- Problem -
Locate the line that contains "let registry = tracing_subscriber::registry().with(filter);" in the entries below, then repeat it and every following line through the line that contains "let config = match env::current_dir()", exactly, and no others.

The input below:

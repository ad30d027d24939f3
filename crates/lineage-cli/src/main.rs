#![forbid(unsafe_code)]

mod cmd;
mod output;

use std::env;
use std::path::PathBuf;
use std::process::ExitCode;

use clap::{CommandFactory, Parser, Subcommand};
use lineage_core::config::{self, LineageConfig};
use lineage_core::error::ErrorCode;
use output::{CliError, OutputMode, render_error, resolve_output_mode};
use tracing::{debug, info};
use tracing_subscriber::{EnvFilter, fmt, prelude::*};

#[derive(Parser, Debug)]
#[command(
    name = "lineage",
    author,
    version,
    about = "lineage: descent, connectivity and duplicate queries over GEDCOM trees",
    long_about = None
)]
struct Cli {
    /// GEDCOM file to read.
    #[arg(short, long, global = true, env = "LINEAGE_FILE", value_name = "PATH")]
    file: Option<PathBuf>,

    /// Output format (default: pretty on a terminal, text when piped).
    #[arg(long, global = true, value_enum)]
    format: Option<OutputMode>,

    /// Shorthand for `--format json`.
    #[arg(long, global = true, hide = true)]
    json: bool,

    /// Enable verbose logging.
    #[arg(short, long, global = true)]
    verbose: bool,

    /// Suppress malformed-line warnings and non-error logs.
    #[arg(short, long, global = true)]
    quiet: bool,

    #[command(subcommand)]
    command: Commands,
}

#[derive(Subcommand, Debug)]
enum Commands {
    #[command(
        next_help_heading = "Queries",
        about = "List every line of descent between two individuals",
        long_about = "Resolve the ancestor and descendant (by id or name) and print every \
                      parent-to-child chain linking them, descendant first.",
        after_help = "EXAMPLES:\n    # All lines from a great-grandfather\n    lineage -f tree.ged path -a \"Anders Holm\" -d @I42@\n\n    # Only lines through a given grandmother\n    lineage -f tree.ged path -a @I1@ -d @I42@ --via \"Ane Berg\"\n\n    # Graphviz output\n    lineage -f tree.ged path -a @I1@ -d @I42@ --dot | dot -Tsvg > lines.svg"
    )]
    Path(cmd::path::PathArgs),

    #[command(
        next_help_heading = "Queries",
        about = "List individuals not connected to a root individual",
        after_help = "EXAMPLES:\n    # Anyone with no relation at all to the root\n    lineage -f tree.ged unconnected --root @I1@\n\n    # Anyone outside the root's direct ancestors and descendants\n    lineage -f tree.ged unconnected --root @I1@ --direct"
    )]
    Unconnected(cmd::unconnected::UnconnectedArgs),

    #[command(
        next_help_heading = "Queries",
        about = "Find the most similar pairs of possibly duplicated individuals",
        after_help = "EXAMPLES:\n    # Top 10 pairs\n    lineage -f tree.ged dups\n\n    # Top 25, allowing a wider birth-year gap\n    lineage -f tree.ged dups --top 25 --max-year-gap 8\n\n    # Emit machine-readable output\n    lineage -f tree.ged dups --format json"
    )]
    Dups(cmd::dups::DupsArgs),

    #[command(
        next_help_heading = "Inspect",
        about = "Show one individual with parents, spouses and children",
        after_help = "EXAMPLES:\n    # By id\n    lineage -f tree.ged show @I12@\n\n    # By name, closest match\n    lineage -f tree.ged show \"ane hansdatter\""
    )]
    Show(cmd::show::ShowArgs),

    #[command(
        next_help_heading = "Inspect",
        about = "Count individuals, families and malformed lines",
        after_help = "EXAMPLES:\n    lineage -f tree.ged stats"
    )]
    Stats,

    #[command(
        next_help_heading = "Setup",
        about = "Generate shell completion scripts",
        after_help = "EXAMPLES:\n    # Bash\n    lineage completions bash > ~/.local/share/bash-completion/completions/lineage\n\n    # Zsh\n    lineage completions zsh > ~/.zfunc/_lineage"
    )]
    Completions(cmd::completions::CompletionsArgs),
}

/// Filter used when `LINEAGE_LOG` is unset.
///
/// Per-line parser warnings are muted: the load summary reports them, and
/// `--quiet` drops everything below error.
fn default_filter(verbose: bool, debug: bool, quiet: bool) -> &'static str {
    if quiet {
        "lineage=error,error"
    } else if verbose || debug {
        "lineage=debug,info,lineage_core::record=error"
    } else {
        "lineage=info,warn,lineage_core::record=error"
    }
}

fn init_tracing(verbose: bool, quiet: bool) {
    let filter = EnvFilter::try_from_env("LINEAGE_LOG").unwrap_or_else(|_| {
        EnvFilter::new(default_filter(verbose, env::var("DEBUG").is_ok(), quiet))
    });

    let format = env::var("LINEAGE_LOG_FORMAT").unwrap_or_else(|_| "compact".to_string());

    let registry = tracing_subscriber::registry().with(filter);

    match format.as_str() {
        "json" => {
            registry
                .with(fmt::layer().json().with_ansi(false).with_writer(std::io::stderr))
                .init();
        }
        _ => {
            registry
                .with(fmt::layer().compact().with_writer(std::io::stderr))
                .init();
        }
    }
}

fn run(cli: &Cli, config: &LineageConfig, output: OutputMode) -> anyhow::Result<()> {
    let ctx = cmd::Context {
        file: cli.file.as_deref(),
        output,
        quiet: cli.quiet,
        config,
    };

    match &cli.command {
        Commands::Path(args) => cmd::path::run_path(args, &ctx),
        Commands::Unconnected(args) => cmd::unconnected::run_unconnected(args, &ctx),
        Commands::Dups(args) => cmd::dups::run_dups(args, &ctx),
        Commands::Show(args) => cmd::show::run_show(args, &ctx),
        Commands::Stats => cmd::stats::run_stats(&ctx),
        Commands::Completions(args) => {
            let mut command = Cli::command();
            cmd::completions::run_completions(args.shell, &mut command)
        }
    }
}

fn main() -> ExitCode {
    let cli = Cli::parse();
    init_tracing(cli.verbose, cli.quiet);

    if cli.verbose {
        info!("Verbose mode enabled");
    }

    let config = match env::current_dir()
        .map_err(anyhow::Error::from)
        .and_then(|dir| config::load_config(&dir))
    {
        Ok(config) => config,
        Err(err) => {
            let mode = resolve_output_mode(cli.format, cli.json, &LineageConfig::default());
            let error = CliError::with_code(format!("{err:#}"), ErrorCode::ConfigParseError);
            let _ = render_error(mode, &error);
            return ExitCode::FAILURE;
        }
    };
    let output = resolve_output_mode(cli.format, cli.json, &config);
    debug!(output = output.as_str(), "output mode resolved");

    match run(&cli, &config, output) {
        Ok(()) => ExitCode::SUCCESS,
        Err(err) => {
            debug!(error = ?err, "command failed");
            let _ = render_error(output, &CliError::from(&err));
            ExitCode::FAILURE
        }
    }
}

#[cfg(test)]
mod tests {
    use super::*;

    #[test]
    fn verify_cli() {
        Cli::command().debug_assert();
    }

    #[test]
    fn file_flag_is_global() {
        let cli = Cli::parse_from(["lineage", "stats", "--file", "tree.ged"]);
        assert_eq!(cli.file.as_deref(), Some(std::path::Path::new("tree.ged")));
        assert!(matches!(cli.command, Commands::Stats));
    }

    #[test]
    fn json_flag_is_hidden_alias() {
        let cli = Cli::parse_from(["lineage", "dups", "--json"]);
        assert!(cli.json);
        assert!(cli.format.is_none());
    }

    #[test]
    fn format_flag_accepts_value_enum() {
        let cli = Cli::parse_from(["lineage", "--format", "pretty", "stats"]);
        assert_eq!(cli.format, Some(OutputMode::Pretty));
        assert!(Cli::try_parse_from(["lineage", "--format", "yaml", "stats"]).is_err());
    }

    #[test]
    fn path_accepts_repeated_via() {
        let cli = Cli::parse_from([
            "lineage", "path", "-a", "@I1@", "-d", "Ane Berg", "--via", "@I2@", "--via", "@I3@",
            "--dot",
        ]);
        let Commands::Path(args) = cli.command else {
            panic!("expected path");
        };
        assert_eq!(args.ancestor, "@I1@");
        assert_eq!(args.descendant, "Ane Berg");
        assert_eq!(args.via, vec!["@I2@", "@I3@"]);
        assert!(args.dot);
    }

    #[test]
    fn path_requires_both_endpoints() {
        assert!(Cli::try_parse_from(["lineage", "path", "-a", "@I1@"]).is_err());
    }

    #[test]
    fn dups_flags() {
        let cli = Cli::parse_from([
            "lineage",
            "dups",
            "--top",
            "3",
            "--max-year-gap",
            "8",
            "--allow-undated",
        ]);
        let Commands::Dups(args) = cli.command else {
            panic!("expected dups");
        };
        assert_eq!(args.top, Some(3));
        assert_eq!(args.max_year_gap, Some(8));
        assert!(args.allow_undated);
    }

    #[test]
    fn unconnected_direct_flag() {
        let cli = Cli::parse_from(["lineage", "-q", "unconnected", "--root", "@I1@", "--direct"]);
        assert!(cli.quiet);
        let Commands::Unconnected(args) = cli.command else {
            panic!("expected unconnected");
        };
        assert!(args.direct);
        assert_eq!(args.root, "@I1@");
    }

    #[test]
    fn command_is_named_after_the_binary() {
        assert_eq!(Cli::command().get_name(), "lineage");
    }

    #[test]
    fn default_filter_mutes_per_line_parser_warnings() {
        for (verbose, debug) in [(false, false), (true, false), (false, true)] {
            let filter = default_filter(verbose, debug, false);
            assert!(filter.ends_with(",lineage_core::record=error"), "{filter}");
        }
        assert!(default_filter(true, false, false).starts_with("lineage=debug"));
        assert!(default_filter(false, false, false).starts_with("lineage=info"));
    }

    #[test]
    fn quiet_filter_keeps_only_errors() {
        assert_eq!(default_filter(false, false, true), "lineage=error,error");
        assert_eq!(default_filter(true, true, true), "lineage=error,error");
        assert!(EnvFilter::try_new(default_filter(false, false, true)).is_ok());
        assert!(EnvFilter::try_new(default_filter(false, false, false)).is_ok());
    }
}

End of The input.

- Answer section -
    let registry = tracing_subscriber::registry().with(filter);

    match format.as_str() {
        "json" => {
            registry
                .with(fmt::layer().json().with_ansi(false).with_writer(std::io::stderr))
                .init();
        }
        _ => {
            registry
                .with(fmt::layer().compact().with_writer(std::io::stderr))
                .init();
        }
    }
}

fn run(cli: &Cli, config: &LineageConfig, output: OutputMode) -> anyhow::Result<()> {
    let ctx = cmd::Context {
        file: cli.file.as_deref(),
        output,
        quiet: cli.quiet,
        config,
    };

    match &cli.command {
        Commands::Path(args) => cmd::path::run_path(args, &ctx),
        Commands::Unconnected(args) => cmd::unconnected::run_unconnected(args, &ctx),
        Commands::Dups(args) => cmd::dups::run_dups(args, &ctx),
        Commands::Show(args) => cmd::show::run_show(args, &ctx),
        Commands::Stats => cmd::stats::run_stats(&ctx),
        Commands::Completions(args) => {
            let mut command = Cli::command();
            cmd::completions::run_completions(args.shell, &mut command)
        }
    }
}

fn main() -> ExitCode {
    let cli = Cli::parse();
    init_tracing(cli.verbose, cli.quiet);

    if cli.verbose {
        info!("Verbose mode enabled");
    }

    let config = match env::current_dir()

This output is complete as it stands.